Input data START

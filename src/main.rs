//! Swell firmware — main entry point.
//!
//! Hexagonal architecture, tick-driven execution:
//!
//! ```text
//! ┌──────────────────────────────────────────────────────────────┐
//! │                     Adapters (outer ring)                    │
//! │                                                              │
//! │  LedcLight      SprayRelay     DfPlayerAudio   RtcClock      │
//! │  (LightPort)    (SprayPort)    (AudioPort)     (ClockPort)   │
//! │  NvsSettings    LogEventSink   WsBroadcaster                 │
//! │  (SettingsPort) (EventSink)    (EventSink)                   │
//! │                                                              │
//! │  ──────────────── Port Trait Boundary ───────────────────    │
//! │                                                              │
//! │  ┌────────────────────────────────────────────────────────┐  │
//! │  │             AppService (pure logic)                    │  │
//! │  │  phase · aroma cycle · music · alarm                   │  │
//! │  └────────────────────────────────────────────────────────┘  │
//! └──────────────────────────────────────────────────────────────┘
//! ```
//!
//! One logical thread of control: the WebSocket handler only enqueues raw
//! message text; the main loop drains the queue (each command runs to
//! completion, persisting and reconciling) before every 1 Hz tick.

#![deny(unused_must_use)]

use std::sync::mpsc;
use std::sync::{Arc, Mutex};

use anyhow::Result;
use log::{info, warn};

use esp_idf_hal::gpio::PinDriver;
use esp_idf_hal::i2c::{I2cConfig, I2cDriver};
use esp_idf_hal::ledc::{config::TimerConfig, LedcDriver, LedcTimerDriver, Resolution};
use esp_idf_hal::peripherals::Peripherals;
use esp_idf_hal::prelude::*;
use esp_idf_hal::uart::{config::Config as UartConfig, UartDriver};
use esp_idf_svc::eventloop::EspSystemEventLoop;
use esp_idf_svc::http::server::{ws::EspHttpWsDetachedSender, Configuration, EspHttpServer};
use esp_idf_svc::nvs::EspDefaultNvsPartition;
use esp_idf_svc::wifi::{AuthMethod, BlockingWifi, ClientConfiguration, EspWifi};
use esp_idf_svc::ws::FrameType;

use swell::adapters::audio::DfPlayerAudio;
use swell::adapters::hardware::Hardware;
use swell::adapters::light::LedcLight;
use swell::adapters::log_sink::LogEventSink;
use swell::adapters::nvs::NvsSettings;
use swell::adapters::spray::SprayRelay;
use swell::adapters::time::RtcClock;
use swell::app::commands::Command;
use swell::app::events::AppEvent;
use swell::app::ports::{ClockPort, EventSink, SettingsPort};
use swell::app::service::AppService;
use swell::config::UserSettings;

const WIFI_SSID: &str = "hosssposs";
const WIFI_PASSWORD: &str = "semogalancarTA";

/// Status push cadence when nothing changes.
const BROADCAST_INTERVAL_MS: u64 = 60_000;
/// Longest inbound WebSocket message we accept.
const MAX_WS_MESSAGE: usize = 256;

fn main() -> Result<()> {
    esp_idf_svc::sys::link_patches();
    esp_idf_logger::init()?;

    info!("=== SWELL SMART LAMP v{} ===", env!("CARGO_PKG_VERSION"));

    let peripherals = Peripherals::take()?;
    let sysloop = EspSystemEventLoop::take()?;
    let nvs_partition = EspDefaultNvsPartition::take()?;

    // ── Settings (NVS, defaults on first boot) ────────────────
    let store = NvsSettings::new(nvs_partition.clone())
        .map_err(|e| anyhow::anyhow!("NVS init failed: {e}"))?;
    let settings = match store.load() {
        Ok(s) => {
            info!("settings loaded from NVS");
            s
        }
        Err(e) => {
            info!("no stored settings ({e}), using defaults");
            UserSettings::default()
        }
    };

    // ── Actuators ─────────────────────────────────────────────
    let ledc_timer = LedcTimerDriver::new(
        peripherals.ledc.timer0,
        &TimerConfig::default()
            .frequency(swell::pins::LED_PWM_FREQ_HZ.Hz())
            .resolution(Resolution::Bits8),
    )?;
    let white = LedcDriver::new(peripherals.ledc.channel0, &ledc_timer, peripherals.pins.gpio12)?;
    let yellow = LedcDriver::new(peripherals.ledc.channel1, &ledc_timer, peripherals.pins.gpio14)?;

    let relay_pin = PinDriver::output(peripherals.pins.gpio4)?;

    let uart = UartDriver::new(
        peripherals.uart2,
        peripherals.pins.gpio17, // lamp TX -> player RX
        peripherals.pins.gpio16, // lamp RX <- player TX
        Option::<esp_idf_hal::gpio::AnyIOPin>::None,
        Option::<esp_idf_hal::gpio::AnyIOPin>::None,
        &UartConfig::new().baudrate(9_600.Hz()),
    )?;

    let mut hw = Hardware {
        light: LedcLight::new(white, yellow),
        spray: SprayRelay::new(relay_pin),
        audio: DfPlayerAudio::new(uart, settings.music.volume),
    };

    // ── Clock (DS3231) ────────────────────────────────────────
    let i2c = I2cDriver::new(
        peripherals.i2c0,
        peripherals.pins.gpio21,
        peripherals.pins.gpio22,
        &I2cConfig::new().baudrate(100_u32.kHz().into()),
    )?;
    let mut clock = RtcClock::new(i2c);
    match clock.wall_time() {
        Ok(t) => info!("RTC reads {t}"),
        Err(e) => warn!("RTC unreadable at boot ({e}); scheduling idles until it recovers"),
    }

    // ── WiFi ──────────────────────────────────────────────────
    let mut wifi = BlockingWifi::wrap(
        EspWifi::new(peripherals.modem, sysloop.clone(), Some(nvs_partition))?,
        sysloop,
    )?;
    wifi.set_configuration(&esp_idf_svc::wifi::Configuration::Client(
        ClientConfiguration {
            ssid: WIFI_SSID.try_into().unwrap_or_default(),
            password: WIFI_PASSWORD.try_into().unwrap_or_default(),
            auth_method: AuthMethod::WPA2Personal,
            ..Default::default()
        },
    ))?;
    wifi.start()?;
    wifi.connect()?;
    wifi.wait_netif_up()?;
    info!("WiFi up: {:?}", wifi.wifi().sta_netif().get_ip_info()?);

    // ── WebSocket command path ────────────────────────────────
    //
    // The handler is a thin funnel: raw frames go into the channel, the
    // main loop does all parsing and state changes.  Replies fan out
    // through detached senders held by the broadcaster.
    let (cmd_tx, cmd_rx) = mpsc::channel::<String>();
    let senders: Arc<Mutex<Vec<EspHttpWsDetachedSender>>> = Arc::new(Mutex::new(Vec::new()));

    let mut server = EspHttpServer::new(&Configuration::default())?;
    {
        let senders = senders.clone();
        server.ws_handler("/ws", move |ws| -> Result<(), esp_idf_svc::sys::EspError> {
            if ws.is_new() {
                info!("ws client connected");
                if let Ok(detached) = ws.create_detached_sender() {
                    if let Ok(mut list) = senders.lock() {
                        list.push(detached);
                    }
                }
                return Ok(());
            }
            if ws.is_closed() {
                info!("ws client disconnected");
                return Ok(());
            }

            let mut buf = [0u8; MAX_WS_MESSAGE];
            let (_frame, len) = ws.recv(&mut buf)?;
            if let Ok(text) = core::str::from_utf8(&buf[..len.min(MAX_WS_MESSAGE)]) {
                let _ = cmd_tx.send(text.trim_end_matches('\0').to_owned());
            }
            Ok(())
        })?;
    }
    info!("web server started, ws endpoint /ws");

    // ── Service + sinks ───────────────────────────────────────
    let mut sink = FanoutSink {
        log: LogEventSink::new(),
        ws: WsBroadcaster { senders },
    };
    let mut service = AppService::new(settings);
    service.start(&mut sink);

    // ── Main loop: drain commands, reconcile, broadcast ───────
    let mut last_broadcast_ms = clock.uptime_ms();
    loop {
        while let Ok(raw) = cmd_rx.try_recv() {
            match Command::parse(&raw) {
                Some(cmd) => service.handle_command(cmd, &mut clock, &mut hw, &store, &mut sink),
                None => log::debug!("dropped malformed message"),
            }
        }

        service.tick(&mut clock, &mut hw, &mut sink);

        let now_ms = clock.uptime_ms();
        if now_ms.saturating_sub(last_broadcast_ms) >= BROADCAST_INTERVAL_MS {
            service.broadcast(&mut sink);
            last_broadcast_ms = now_ms;
        }

        esp_idf_hal::delay::FreeRtos::delay_ms(1_000);
    }
}

// ── Event fan-out ─────────────────────────────────────────────

/// Forwards every event to the serial log and the WebSocket clients.
struct FanoutSink {
    log: LogEventSink,
    ws: WsBroadcaster,
}

impl EventSink for FanoutSink {
    fn emit(&mut self, event: &AppEvent) {
        self.log.emit(event);
        self.ws.emit(event);
    }
}

/// Serializes events to the frontend wire format and pushes them to every
/// connected client, pruning the ones that went away.
struct WsBroadcaster {
    senders: Arc<Mutex<Vec<EspHttpWsDetachedSender>>>,
}

impl WsBroadcaster {
    fn send_all(&mut self, text: &str) {
        let Ok(mut list) = self.senders.lock() else {
            return;
        };
        list.retain_mut(|sender| {
            if sender.is_closed() {
                return false;
            }
            sender.send(FrameType::Text(false), text.as_bytes()).is_ok()
        });
    }
}

impl EventSink for WsBroadcaster {
    fn emit(&mut self, event: &AppEvent) {
        let payload = match event {
            AppEvent::Status(snapshot) => serde_json::json!({
                "type": "statusUpdate",
                "state": snapshot,
            }),
            AppEvent::Playlist(tracks) => serde_json::json!({
                "type": "playlist",
                "playlist": tracks
                    .iter()
                    .map(|t| serde_json::json!({
                        "trackNumber": t.number,
                        "title": t.title,
                        "filename": t.filename,
                    }))
                    .collect::<Vec<_>>(),
            }),
            // Phase edges and startup are log-only events.
            AppEvent::PhaseChanged { .. } | AppEvent::Started(_) => return,
        };
        match serde_json::to_string(&payload) {
            Ok(text) => self.send_all(&text),
            Err(e) => warn!("status serialization failed: {e}"),
        }
    }
}
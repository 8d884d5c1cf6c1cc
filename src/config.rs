//! Durable user settings.
//!
//! `UserSettings` is the single source of truth for what the user *wants*:
//! timer window, light intensity, which scenarios are enabled.  It says
//! nothing about what the hardware is currently doing — that lives in
//! [`ExecState`](crate::app::state::ExecState) and is rebuilt every tick.
//!
//! Loaded from NVS once at startup, written back synchronously after each
//! accepted command.  Nothing in the scheduling path mutates it: a window
//! closing or a playback cap expiring stops *execution* only, so the same
//! scenario re-arms on the next day's window without the user re-toggling.

use serde::{Deserialize, Serialize};

use crate::playlist;
use crate::schedule::TimeOfDay;

/// DFPlayer native volume ceiling.
pub const VOLUME_MAX: u8 = 30;

/// Everything the user has configured, as persisted.
#[derive(Debug, Clone, PartialEq, Eq, Serialize, Deserialize)]
pub struct UserSettings {
    pub timer: TimerSettings,
    pub light: LightSettings,
    pub aromatherapy: AromaSettings,
    pub alarm: AlarmSettings,
    pub music: MusicSettings,
}

/// Daily timer window.  `confirmed == false` keeps every dependent feature
/// inert regardless of the other flags.
#[derive(Debug, Clone, Copy, PartialEq, Eq, Serialize, Deserialize)]
pub struct TimerSettings {
    pub enabled: bool,
    pub confirmed: bool,
    /// Sleep phase begins here.
    pub start: TimeOfDay,
    /// Sleep phase ends (and the alarm fires) here.
    pub end: TimeOfDay,
}

#[derive(Debug, Clone, Copy, PartialEq, Eq, Serialize, Deserialize)]
pub struct LightSettings {
    /// Yellow-strip intensity for the sleep phase, percent 0–100.  Mapped to
    /// the actuator-native duty range at the adapter boundary, never stored
    /// pre-mapped.
    pub intensity: u8,
}

#[derive(Debug, Clone, Copy, PartialEq, Eq, Serialize, Deserialize)]
pub struct AromaSettings {
    pub enabled: bool,
}

/// The alarm track is fixed ([`playlist::ALARM_TRACK`]) and not stored.
#[derive(Debug, Clone, Copy, PartialEq, Eq, Serialize, Deserialize)]
pub struct AlarmSettings {
    pub enabled: bool,
}

#[derive(Debug, Clone, Copy, PartialEq, Eq, Serialize, Deserialize)]
pub struct MusicSettings {
    pub enabled: bool,
    /// Relax track number, validated against the fixed catalog.
    pub track: u8,
    /// DFPlayer-native volume 0–30, derived from the user-facing percent.
    pub volume: u8,
}

impl Default for UserSettings {
    fn default() -> Self {
        Self {
            timer: TimerSettings {
                enabled: false,
                confirmed: false,
                start: TimeOfDay { hour: 21, minute: 0 },
                end: TimeOfDay { hour: 4, minute: 0 },
            },
            light: LightSettings { intensity: 50 },
            aromatherapy: AromaSettings { enabled: false },
            alarm: AlarmSettings { enabled: false },
            music: MusicSettings {
                enabled: false,
                track: 1,
                volume: 15,
            },
        }
    }
}

impl UserSettings {
    /// Repair out-of-range values after loading from storage.  Bad data is
    /// corrected silently, never rejected: an unknown track falls back to
    /// the first catalog entry, an impossible volume to the default.
    pub fn sanitize(&mut self) {
        self.music.track = playlist::valid_track_or_default(self.music.track);
        if self.music.volume > VOLUME_MAX {
            self.music.volume = 15;
        }
        if self.light.intensity > 100 {
            self.light.intensity = 50;
        }
    }
}

// ---------------------------------------------------------------------------
// Volume conversions (user-facing percent <-> DFPlayer native)
// ---------------------------------------------------------------------------

/// Convert a user-facing volume percent to the DFPlayer's 0–30 range,
/// rounding the percent to the nearest 10% first.
pub fn volume_from_percent(percent: u8) -> u8 {
    let percent = percent.min(100);
    let rounded = ((u16::from(percent) + 5) / 10 * 10).min(100);
    (rounded * u16::from(VOLUME_MAX) / 100) as u8
}

/// Convert a stored DFPlayer volume back to the user-facing percent.
pub fn volume_to_percent(native: u8) -> u8 {
    (u16::from(native.min(VOLUME_MAX)) * 100 / u16::from(VOLUME_MAX)) as u8
}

Input data END

Lines above with "payload" in them are the ones to copy.

        let payload = match event {
        match serde_json::to_string(&payload) {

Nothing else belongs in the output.